Over time, cities such as Würzburg built large complexes of greenhouses, which were initially heated with wood and coal and later with cinium. The idea was not new, and so a reliable basic supply was established within the first decade, but for most people it was already too late by then. Outside the cities, in villages and hamlets, survival and death were often a matter of chance and luck. On the one hand, there were not so many mouths to feed and the remaining wild animals provided precious meat, but on the other hand, many villages became the first victims of roving raiders who mercilessly plundered unprotected settlements.
This ruthless period certainly deserves a work of its own. In the context of this chronicle, my aim is to show that what remained far away from the coasts were hardened communities that had survived cold, hunger and raids. Generally speaking, it is these communities that form the core of what we today like to call Lohen – even though the similarities in terms of language, culture and ethnicity are only limited. When the winter lost its murderous severity, countless independent communities existed inland. At first, the newly liberated land seemed endless, but soon a race began, especially as powerful city-states such as Stralsund and Wismar, which had survived the bitter winter much better, now pushed forcefully inland. This development can be seen in many regions, even those whose coasts were severely devastated by tsunamis.
The city-states and small kingdoms in the Baltic region in particular were superior to their inland rivals in many respects. The population of a single coastal city sometimes exceeded the population of entire inland regions. Thanks to merchant shipping, goods were exchanged and gunpowder was readily available, while inland regions had lived in self-sufficiency for many years and now used crossbows instead of muskets. As the city-states expanded from the coasts, the locals were either driven out, subjugated, enslaved or slaughtered. The years of ashes had made the people uncompromising, and outside the communities, only the law of the strongest applied.
But soon prosperity flowed into the inland areas, whether subjugated or not. The people on the coasts craved everything that did not come from the sea. The meat of wild animals, furs, metals, wood and, above all, cinium. Apart from the lawlessness outside the settlements, it was more a time of trade than of war. The population exploded. Whereas coastal towns such as Wismar had for years imposed oppressive taxes on every family that had more than three children over the age of ten (many children died before reaching the age of ten), every family that gave birth to more than five children was now rewarded with land. Especially in summer, goods flowed from the coasts to the interior and from the interior to the coasts.
Meanwhile, borders changed here and there, mainly at the expense of inland communities, as the increasingly powerful city-states on the coasts saw little point in falling behind by waging war against their peers.
However, as we know, everything comes to an end.
In 50 AD, the Danzig War broke out over trade restrictions, as Danzig banned the import of furs into its port after traders from Livonia and Sweden had flooded the market. This was followed in 55 to 56 by the Stralsund-Wismar Fishing War, and in 58 to 63 by the war over the Engelweiß Strait in the Oder region, which was crucial for the transport of cinium from the Silesian Desert. Several cities and warlords fought more bitterly than ever for the lucrative trade.

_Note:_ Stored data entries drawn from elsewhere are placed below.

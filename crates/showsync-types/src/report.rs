//! Sync-quality telemetry submitted by listener clients.
//!
//! A report is a snapshot of one client's playback-correction loop at a
//! single instant. Reports are transient: the beacon writes them to the
//! sync log and discards them. Clients only send reports when the operator
//! enables server-side logging, so every field is optional on the wire and
//! defaulted here.

use serde::{Deserialize, Serialize};
use ts_rs::TS;

/// One client's instantaneous sync-quality sample.
///
/// All position and error fields are milliseconds. Positive `err` means
/// the client's audio is behind the computed target.
#[derive(Debug, Clone, PartialEq, Serialize, Deserialize, TS)]
#[ts(export, export_to = "bindings/")]
pub struct SyncReport {
    /// Event name (`TICK`, `TRACK`, `SEEK`, ...). `TRACK` marks a new
    /// song and resets the sync log.
    #[serde(default)]
    pub event: String,
    /// Raw position reported by the controller.
    #[serde(default)]
    pub fpp: i64,
    /// Computed target position after clock offset and elapsed time.
    #[serde(default)]
    pub target: i64,
    /// The client's local audio position.
    #[serde(default)]
    pub local: i64,
    /// Instantaneous error (`target - local`).
    #[serde(default)]
    pub err: i64,
    /// Two-second rolling average error, the correction loop's input.
    #[serde(default)]
    pub avg2s: i64,
    /// Current playback-rate setting.
    #[serde(default = "default_rate")]
    pub rate: f64,
    /// Measured effective rate (audio progression over wall time).
    #[serde(default)]
    pub eff: f64,
    /// Estimated clock offset between client and server.
    #[serde(default)]
    pub offset: i64,
    /// Track base name the report refers to.
    #[serde(default)]
    pub track: String,
}

/// Nominal playback rate assumed when a report omits it.
const fn default_rate() -> f64 {
    1.0
}
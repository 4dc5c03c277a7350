//! Audio asset resolution for sequence base names.
//!
//! The show controller plays sequence files that may have a companion
//! audio file with the same base name (`MyShow.fseq` -> `MyShow.mp3`).
//! The resolver probes the media directory across a fixed extension
//! priority list and exposes the match as a public URL path.

use std::collections::HashMap;
use std::path::PathBuf;
use std::sync::Mutex;

use percent_encoding::{AsciiSet, NON_ALPHANUMERIC, utf8_percent_encode};
use tracing::debug;

/// Audio file extensions probed for a sequence base name, in priority
/// order. The first extension that exists on disk wins.
pub const AUDIO_EXTENSIONS: [&str; 6] = ["mp3", "m4a", "mp4", "aac", "ogg", "wav"];

/// Characters escaped when a base name is embedded in a URL path segment:
/// everything outside `[A-Za-z0-9]` except `-`, `_`, `.` and `~`.
const PATH_SEGMENT: &AsciiSet = &NON_ALPHANUMERIC
    .remove(b'-')
    .remove(b'_')
    .remove(b'.')
    .remove(b'~');

/// Maps sequence base names to the public URL of a matching audio asset.
///
/// Lookups are memoized, including misses: the media directory is not
/// expected to change during a process lifetime, so cached results are
/// never invalidated.
#[derive(Debug)]
pub struct AudioResolver {
    music_dir: PathBuf,
    url_prefix: String,
    cache: Mutex<HashMap<String, Option<String>>>,
}

impl AudioResolver {
    /// Create a resolver over the given media directory. `url_prefix` is
    /// the public path under which that directory is served, without a
    /// trailing slash.
    pub fn new(music_dir: impl Into<PathBuf>, url_prefix: impl Into<String>) -> Self {
        Self {
            music_dir: music_dir.into(),
            url_prefix: url_prefix.into(),
            cache: Mutex::new(HashMap::new()),
        }
    }

    /// Resolve the audio URL for a sequence base name, or `None` when no
    /// matching file exists. An empty base never matches.
    pub fn resolve(&self, base: &str) -> Option<String> {
        if base.is_empty() {
            return None;
        }

        // A poisoned lock only means another thread panicked mid-insert;
        // the map itself is still usable.
        let mut cache = match self.cache.lock() {
            Ok(guard) => guard,
            Err(poisoned) => poisoned.into_inner(),
        };

        if let Some(hit) = cache.get(base) {
            return hit.clone();
        }

        let resolved = self.probe(base);
        cache.insert(base.to_owned(), resolved.clone());
        resolved
    }

    /// Probe the filesystem across the extension priority list.
    fn probe(&self, base: &str) -> Option<String> {
        for ext in AUDIO_EXTENSIONS {
            if self.music_dir.join(format!("{base}.{ext}")).is_file() {
                let encoded = utf8_percent_encode(base, PATH_SEGMENT);
                let url = format!("{}/{encoded}.{ext}", self.url_prefix);
                debug!(base, url, "audio asset resolved");
                return Some(url);
            }
        }
        debug!(base, "no audio asset for sequence");
        None
    }
}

Inland rulers and cities took advantage of the weakening of the coastal empires, demanding land, privileges or even tribute. And where demands were refused, war inevitably had to begin, for a ruler does not like to be offended, as any contradiction undermines the foundation of his power. Stralsund was the first city to feel this when several military campaigns invaded its Pomeranian lands.
From the year 61 onwards, it is indeed appropriate to speak of a war of the thousand crowns. However, one should immediately curb one’s imagination here, because when we speak of war here, we are in most cases referring to conflicts that lasted around one summer. Isolated skirmishes, pillaging and raids were the means of choice, while larger battles were avoided. And if such a battle did occur, it was often the deciding factor in the war.
A mapmaker in Stralsund is said to have declared around the year 70 that it made no sense to draw borders on maps. By the time the pencil was put to paper, another border stone had already been moved five miles.
Whether one believes this exaggeration or not, in 78 AD a man ventured to draw the maps – not least because the kings and city-states wanted to consolidate their claims and rewarded him with plenty of silver and gold.
And what do we see there?
Countless small communities gave rise to larger empires such as the Kingdom of Graufranken, which were often decentralised and based on a feudal system. It was not a system to which the majority of peasants voluntarily submitted, but rather an imposed necessity of the time. Men had to bear arms, especially when it came to invading other lands, without neglecting their field work in the summer. Over time, especially with the beginning of the Lohenreich, the system would become stricter, because serfs still lack the united power to strengthen their position in society. In addition to the feudal empires, whose ruling caste could confidently be described as warlords who had risen from bands of mercenaries and robbers – may the noble houses forgive me for this choice of words – there was a republican system in cities such as ancient Passau and, of course, the city-states on the coast.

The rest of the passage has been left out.